The answer should consist of each line below that contains the word "internal".

•••

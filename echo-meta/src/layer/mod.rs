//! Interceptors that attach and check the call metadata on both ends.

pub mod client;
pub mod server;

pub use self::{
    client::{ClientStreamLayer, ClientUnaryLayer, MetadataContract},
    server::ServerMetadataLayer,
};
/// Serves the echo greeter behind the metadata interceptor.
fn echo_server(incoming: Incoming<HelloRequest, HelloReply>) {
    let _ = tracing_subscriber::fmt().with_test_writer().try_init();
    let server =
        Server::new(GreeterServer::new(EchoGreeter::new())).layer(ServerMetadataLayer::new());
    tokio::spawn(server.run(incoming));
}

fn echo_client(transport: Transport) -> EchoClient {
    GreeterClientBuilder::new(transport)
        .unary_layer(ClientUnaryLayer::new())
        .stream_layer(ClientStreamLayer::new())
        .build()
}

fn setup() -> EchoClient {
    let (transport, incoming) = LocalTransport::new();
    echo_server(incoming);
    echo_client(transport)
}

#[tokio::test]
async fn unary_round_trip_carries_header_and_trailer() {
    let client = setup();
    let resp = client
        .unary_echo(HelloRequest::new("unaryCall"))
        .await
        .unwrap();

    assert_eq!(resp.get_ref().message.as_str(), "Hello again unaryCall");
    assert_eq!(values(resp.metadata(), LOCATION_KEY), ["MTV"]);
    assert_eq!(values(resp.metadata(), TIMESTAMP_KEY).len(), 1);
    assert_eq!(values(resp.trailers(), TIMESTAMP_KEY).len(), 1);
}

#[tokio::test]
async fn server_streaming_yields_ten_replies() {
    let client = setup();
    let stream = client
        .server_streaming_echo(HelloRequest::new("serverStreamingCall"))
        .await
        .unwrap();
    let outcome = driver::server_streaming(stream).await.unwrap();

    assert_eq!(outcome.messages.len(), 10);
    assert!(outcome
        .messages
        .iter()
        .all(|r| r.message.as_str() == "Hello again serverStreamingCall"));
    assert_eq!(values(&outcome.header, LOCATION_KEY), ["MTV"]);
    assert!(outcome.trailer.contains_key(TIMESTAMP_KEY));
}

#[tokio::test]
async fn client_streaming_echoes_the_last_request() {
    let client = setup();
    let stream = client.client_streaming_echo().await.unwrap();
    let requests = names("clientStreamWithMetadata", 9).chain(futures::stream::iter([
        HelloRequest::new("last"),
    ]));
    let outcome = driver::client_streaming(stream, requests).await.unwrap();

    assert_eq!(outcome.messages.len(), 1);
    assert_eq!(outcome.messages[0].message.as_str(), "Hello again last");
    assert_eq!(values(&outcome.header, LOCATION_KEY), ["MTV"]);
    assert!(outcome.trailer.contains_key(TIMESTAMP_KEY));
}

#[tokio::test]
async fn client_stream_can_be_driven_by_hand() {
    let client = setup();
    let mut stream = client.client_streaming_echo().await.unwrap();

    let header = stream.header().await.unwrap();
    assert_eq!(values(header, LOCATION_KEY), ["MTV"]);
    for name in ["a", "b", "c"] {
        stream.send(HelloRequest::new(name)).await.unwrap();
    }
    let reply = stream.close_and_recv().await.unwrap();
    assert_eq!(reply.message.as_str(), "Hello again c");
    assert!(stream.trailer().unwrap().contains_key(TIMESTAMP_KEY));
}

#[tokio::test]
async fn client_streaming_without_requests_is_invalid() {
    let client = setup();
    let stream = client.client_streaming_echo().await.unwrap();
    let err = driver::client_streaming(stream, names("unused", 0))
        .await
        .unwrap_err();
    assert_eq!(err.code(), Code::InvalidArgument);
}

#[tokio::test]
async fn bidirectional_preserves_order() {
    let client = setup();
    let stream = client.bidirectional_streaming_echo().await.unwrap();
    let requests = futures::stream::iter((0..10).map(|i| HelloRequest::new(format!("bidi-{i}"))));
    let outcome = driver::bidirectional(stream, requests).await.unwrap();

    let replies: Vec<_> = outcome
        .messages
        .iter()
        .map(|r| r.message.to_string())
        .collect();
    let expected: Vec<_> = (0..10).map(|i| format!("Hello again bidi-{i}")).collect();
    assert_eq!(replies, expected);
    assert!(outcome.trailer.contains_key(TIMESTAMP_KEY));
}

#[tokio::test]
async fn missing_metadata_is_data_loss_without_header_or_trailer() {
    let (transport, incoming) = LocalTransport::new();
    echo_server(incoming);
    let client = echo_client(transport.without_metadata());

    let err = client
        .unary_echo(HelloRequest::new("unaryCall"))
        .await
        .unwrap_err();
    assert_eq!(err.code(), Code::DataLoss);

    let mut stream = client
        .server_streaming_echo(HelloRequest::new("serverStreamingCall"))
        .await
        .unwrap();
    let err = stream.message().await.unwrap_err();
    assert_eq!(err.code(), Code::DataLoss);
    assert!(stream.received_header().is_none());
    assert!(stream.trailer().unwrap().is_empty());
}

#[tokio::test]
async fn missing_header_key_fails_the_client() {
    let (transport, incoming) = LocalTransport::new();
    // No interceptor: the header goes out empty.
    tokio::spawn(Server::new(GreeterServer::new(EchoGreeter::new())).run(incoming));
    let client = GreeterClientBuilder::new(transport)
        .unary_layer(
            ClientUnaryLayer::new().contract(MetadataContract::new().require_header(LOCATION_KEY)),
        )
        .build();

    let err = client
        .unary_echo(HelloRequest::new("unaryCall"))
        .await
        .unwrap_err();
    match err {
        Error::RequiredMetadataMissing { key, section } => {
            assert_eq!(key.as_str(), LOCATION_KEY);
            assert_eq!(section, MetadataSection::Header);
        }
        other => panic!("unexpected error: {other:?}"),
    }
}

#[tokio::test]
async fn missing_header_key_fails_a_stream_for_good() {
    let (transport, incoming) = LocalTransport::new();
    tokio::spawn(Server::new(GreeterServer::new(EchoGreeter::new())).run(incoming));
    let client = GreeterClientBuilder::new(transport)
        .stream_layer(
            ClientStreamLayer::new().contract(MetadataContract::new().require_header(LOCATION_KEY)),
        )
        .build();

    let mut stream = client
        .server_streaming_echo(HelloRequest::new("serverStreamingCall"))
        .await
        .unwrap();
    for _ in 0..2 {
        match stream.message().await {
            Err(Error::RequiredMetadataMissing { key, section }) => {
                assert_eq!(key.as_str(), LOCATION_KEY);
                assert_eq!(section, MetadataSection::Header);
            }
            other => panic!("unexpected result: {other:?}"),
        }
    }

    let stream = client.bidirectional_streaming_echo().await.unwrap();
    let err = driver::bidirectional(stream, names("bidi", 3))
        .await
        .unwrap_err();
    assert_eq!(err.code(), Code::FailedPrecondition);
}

•••

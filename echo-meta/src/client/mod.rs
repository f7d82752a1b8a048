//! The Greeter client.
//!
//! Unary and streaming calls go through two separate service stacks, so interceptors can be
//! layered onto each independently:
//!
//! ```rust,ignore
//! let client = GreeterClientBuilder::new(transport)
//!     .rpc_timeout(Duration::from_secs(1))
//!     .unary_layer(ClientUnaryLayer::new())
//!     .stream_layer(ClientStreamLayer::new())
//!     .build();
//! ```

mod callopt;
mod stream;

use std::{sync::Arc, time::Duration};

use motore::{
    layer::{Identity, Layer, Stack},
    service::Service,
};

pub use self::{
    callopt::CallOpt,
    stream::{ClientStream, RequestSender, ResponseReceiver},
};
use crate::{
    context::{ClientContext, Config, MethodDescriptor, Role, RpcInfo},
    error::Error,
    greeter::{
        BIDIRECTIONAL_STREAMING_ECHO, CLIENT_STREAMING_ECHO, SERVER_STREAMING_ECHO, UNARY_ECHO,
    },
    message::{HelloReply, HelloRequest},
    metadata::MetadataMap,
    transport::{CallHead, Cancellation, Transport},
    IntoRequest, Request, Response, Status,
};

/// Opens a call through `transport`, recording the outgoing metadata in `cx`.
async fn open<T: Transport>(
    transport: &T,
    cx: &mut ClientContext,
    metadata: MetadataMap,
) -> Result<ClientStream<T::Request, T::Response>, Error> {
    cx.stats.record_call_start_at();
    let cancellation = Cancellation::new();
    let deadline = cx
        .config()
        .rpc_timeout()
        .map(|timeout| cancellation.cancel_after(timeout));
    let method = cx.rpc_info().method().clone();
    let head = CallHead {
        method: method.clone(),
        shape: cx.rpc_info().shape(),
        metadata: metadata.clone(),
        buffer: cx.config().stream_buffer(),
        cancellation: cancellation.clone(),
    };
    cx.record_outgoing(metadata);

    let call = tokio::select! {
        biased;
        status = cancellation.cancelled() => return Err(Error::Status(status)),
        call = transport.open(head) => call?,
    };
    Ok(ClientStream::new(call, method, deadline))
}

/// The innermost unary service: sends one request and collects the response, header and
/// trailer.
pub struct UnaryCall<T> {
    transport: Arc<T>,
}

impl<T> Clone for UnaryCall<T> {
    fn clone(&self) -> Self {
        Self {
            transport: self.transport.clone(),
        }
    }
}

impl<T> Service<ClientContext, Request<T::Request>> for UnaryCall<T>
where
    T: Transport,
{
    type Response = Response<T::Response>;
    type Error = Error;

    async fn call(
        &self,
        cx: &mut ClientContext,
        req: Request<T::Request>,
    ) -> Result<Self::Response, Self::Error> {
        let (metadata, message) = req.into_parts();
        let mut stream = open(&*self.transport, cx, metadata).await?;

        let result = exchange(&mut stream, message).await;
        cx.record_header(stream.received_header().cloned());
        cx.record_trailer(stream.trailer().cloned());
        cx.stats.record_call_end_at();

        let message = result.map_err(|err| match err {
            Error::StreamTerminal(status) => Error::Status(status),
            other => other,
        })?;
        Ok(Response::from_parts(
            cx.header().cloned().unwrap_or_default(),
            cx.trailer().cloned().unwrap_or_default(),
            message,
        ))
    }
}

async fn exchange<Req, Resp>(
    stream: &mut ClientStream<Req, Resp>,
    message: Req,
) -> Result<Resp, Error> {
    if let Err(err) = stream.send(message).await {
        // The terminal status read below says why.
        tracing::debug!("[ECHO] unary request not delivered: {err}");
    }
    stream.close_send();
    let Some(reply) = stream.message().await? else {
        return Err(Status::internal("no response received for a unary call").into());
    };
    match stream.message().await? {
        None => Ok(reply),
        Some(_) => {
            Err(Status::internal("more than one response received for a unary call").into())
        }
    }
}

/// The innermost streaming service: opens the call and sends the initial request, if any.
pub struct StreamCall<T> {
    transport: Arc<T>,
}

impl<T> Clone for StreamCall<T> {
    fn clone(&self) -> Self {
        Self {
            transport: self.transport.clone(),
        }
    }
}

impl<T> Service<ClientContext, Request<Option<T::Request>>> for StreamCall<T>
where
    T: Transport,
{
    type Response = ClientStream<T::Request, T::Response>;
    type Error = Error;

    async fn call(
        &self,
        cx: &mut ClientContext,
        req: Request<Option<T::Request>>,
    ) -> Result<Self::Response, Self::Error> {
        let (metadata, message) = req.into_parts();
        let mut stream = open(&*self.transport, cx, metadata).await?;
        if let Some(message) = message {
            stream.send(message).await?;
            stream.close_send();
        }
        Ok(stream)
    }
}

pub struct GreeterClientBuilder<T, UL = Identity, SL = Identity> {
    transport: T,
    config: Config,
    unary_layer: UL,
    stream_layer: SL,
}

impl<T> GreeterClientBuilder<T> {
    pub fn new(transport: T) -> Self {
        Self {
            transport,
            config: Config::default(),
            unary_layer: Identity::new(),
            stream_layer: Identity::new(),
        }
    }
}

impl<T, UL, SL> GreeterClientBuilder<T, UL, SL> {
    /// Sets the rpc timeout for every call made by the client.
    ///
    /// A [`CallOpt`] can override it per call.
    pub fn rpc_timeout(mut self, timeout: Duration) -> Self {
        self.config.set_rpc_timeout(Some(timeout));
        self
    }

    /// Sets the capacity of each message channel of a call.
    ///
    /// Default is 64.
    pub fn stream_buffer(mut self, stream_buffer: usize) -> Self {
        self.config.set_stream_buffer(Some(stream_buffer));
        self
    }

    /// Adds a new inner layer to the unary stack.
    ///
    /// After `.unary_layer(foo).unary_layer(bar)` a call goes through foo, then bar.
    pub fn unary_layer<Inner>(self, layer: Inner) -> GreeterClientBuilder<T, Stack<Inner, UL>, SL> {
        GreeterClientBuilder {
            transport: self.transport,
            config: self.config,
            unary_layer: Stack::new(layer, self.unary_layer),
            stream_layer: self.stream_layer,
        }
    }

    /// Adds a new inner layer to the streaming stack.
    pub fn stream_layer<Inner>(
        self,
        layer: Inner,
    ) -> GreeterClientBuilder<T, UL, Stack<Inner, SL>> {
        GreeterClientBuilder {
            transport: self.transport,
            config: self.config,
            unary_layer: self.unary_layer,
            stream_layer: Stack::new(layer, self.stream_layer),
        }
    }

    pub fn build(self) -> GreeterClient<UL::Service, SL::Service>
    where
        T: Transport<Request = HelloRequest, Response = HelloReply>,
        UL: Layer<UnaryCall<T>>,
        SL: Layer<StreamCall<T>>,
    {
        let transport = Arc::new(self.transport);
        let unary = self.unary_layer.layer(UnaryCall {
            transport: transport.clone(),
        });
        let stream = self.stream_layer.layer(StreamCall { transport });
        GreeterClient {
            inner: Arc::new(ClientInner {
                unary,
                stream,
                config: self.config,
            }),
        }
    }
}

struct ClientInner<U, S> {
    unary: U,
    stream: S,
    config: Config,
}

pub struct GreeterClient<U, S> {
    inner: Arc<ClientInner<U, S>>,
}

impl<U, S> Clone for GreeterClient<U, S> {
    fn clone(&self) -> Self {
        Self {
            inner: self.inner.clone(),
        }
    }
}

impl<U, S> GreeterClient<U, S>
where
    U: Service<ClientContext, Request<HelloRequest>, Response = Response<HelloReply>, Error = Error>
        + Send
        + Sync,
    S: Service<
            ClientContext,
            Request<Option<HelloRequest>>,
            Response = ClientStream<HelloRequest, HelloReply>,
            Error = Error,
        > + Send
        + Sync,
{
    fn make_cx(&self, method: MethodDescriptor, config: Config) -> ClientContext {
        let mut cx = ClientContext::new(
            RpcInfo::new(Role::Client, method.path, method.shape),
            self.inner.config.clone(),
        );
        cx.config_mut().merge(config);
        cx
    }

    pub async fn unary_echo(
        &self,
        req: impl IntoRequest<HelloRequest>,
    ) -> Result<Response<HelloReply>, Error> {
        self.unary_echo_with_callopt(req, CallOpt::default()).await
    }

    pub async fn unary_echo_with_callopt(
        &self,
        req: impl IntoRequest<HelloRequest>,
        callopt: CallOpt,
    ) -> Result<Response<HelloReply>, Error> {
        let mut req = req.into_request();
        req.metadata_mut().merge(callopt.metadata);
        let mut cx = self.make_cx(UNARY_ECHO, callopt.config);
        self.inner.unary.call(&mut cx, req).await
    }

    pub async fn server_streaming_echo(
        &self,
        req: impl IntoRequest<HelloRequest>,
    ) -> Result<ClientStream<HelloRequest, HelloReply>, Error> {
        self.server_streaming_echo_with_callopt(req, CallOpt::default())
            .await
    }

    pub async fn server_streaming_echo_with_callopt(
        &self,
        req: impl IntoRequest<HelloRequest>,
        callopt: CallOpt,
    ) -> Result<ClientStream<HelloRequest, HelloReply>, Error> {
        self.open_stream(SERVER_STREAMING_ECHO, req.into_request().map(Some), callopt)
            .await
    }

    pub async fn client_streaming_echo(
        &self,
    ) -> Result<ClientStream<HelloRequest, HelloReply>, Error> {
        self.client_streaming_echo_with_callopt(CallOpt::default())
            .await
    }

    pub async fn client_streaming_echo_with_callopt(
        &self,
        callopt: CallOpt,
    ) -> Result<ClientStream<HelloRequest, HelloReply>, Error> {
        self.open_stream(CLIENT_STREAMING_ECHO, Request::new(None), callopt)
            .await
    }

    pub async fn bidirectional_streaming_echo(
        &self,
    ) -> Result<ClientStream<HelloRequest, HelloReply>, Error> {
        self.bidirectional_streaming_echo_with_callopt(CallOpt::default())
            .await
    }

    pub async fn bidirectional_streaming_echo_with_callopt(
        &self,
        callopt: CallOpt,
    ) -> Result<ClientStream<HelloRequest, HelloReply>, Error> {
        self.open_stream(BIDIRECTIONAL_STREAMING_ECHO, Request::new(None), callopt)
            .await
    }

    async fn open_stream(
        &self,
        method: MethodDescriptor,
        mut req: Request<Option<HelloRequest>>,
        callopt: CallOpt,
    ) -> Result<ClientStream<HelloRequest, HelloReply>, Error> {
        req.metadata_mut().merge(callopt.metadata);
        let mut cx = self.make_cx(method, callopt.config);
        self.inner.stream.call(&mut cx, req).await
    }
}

•••

**FINISHED TASK**.
        return Err(Status::internal("no response received for a unary call").into());
            Err(Status::internal("more than one response received for a unary call").into())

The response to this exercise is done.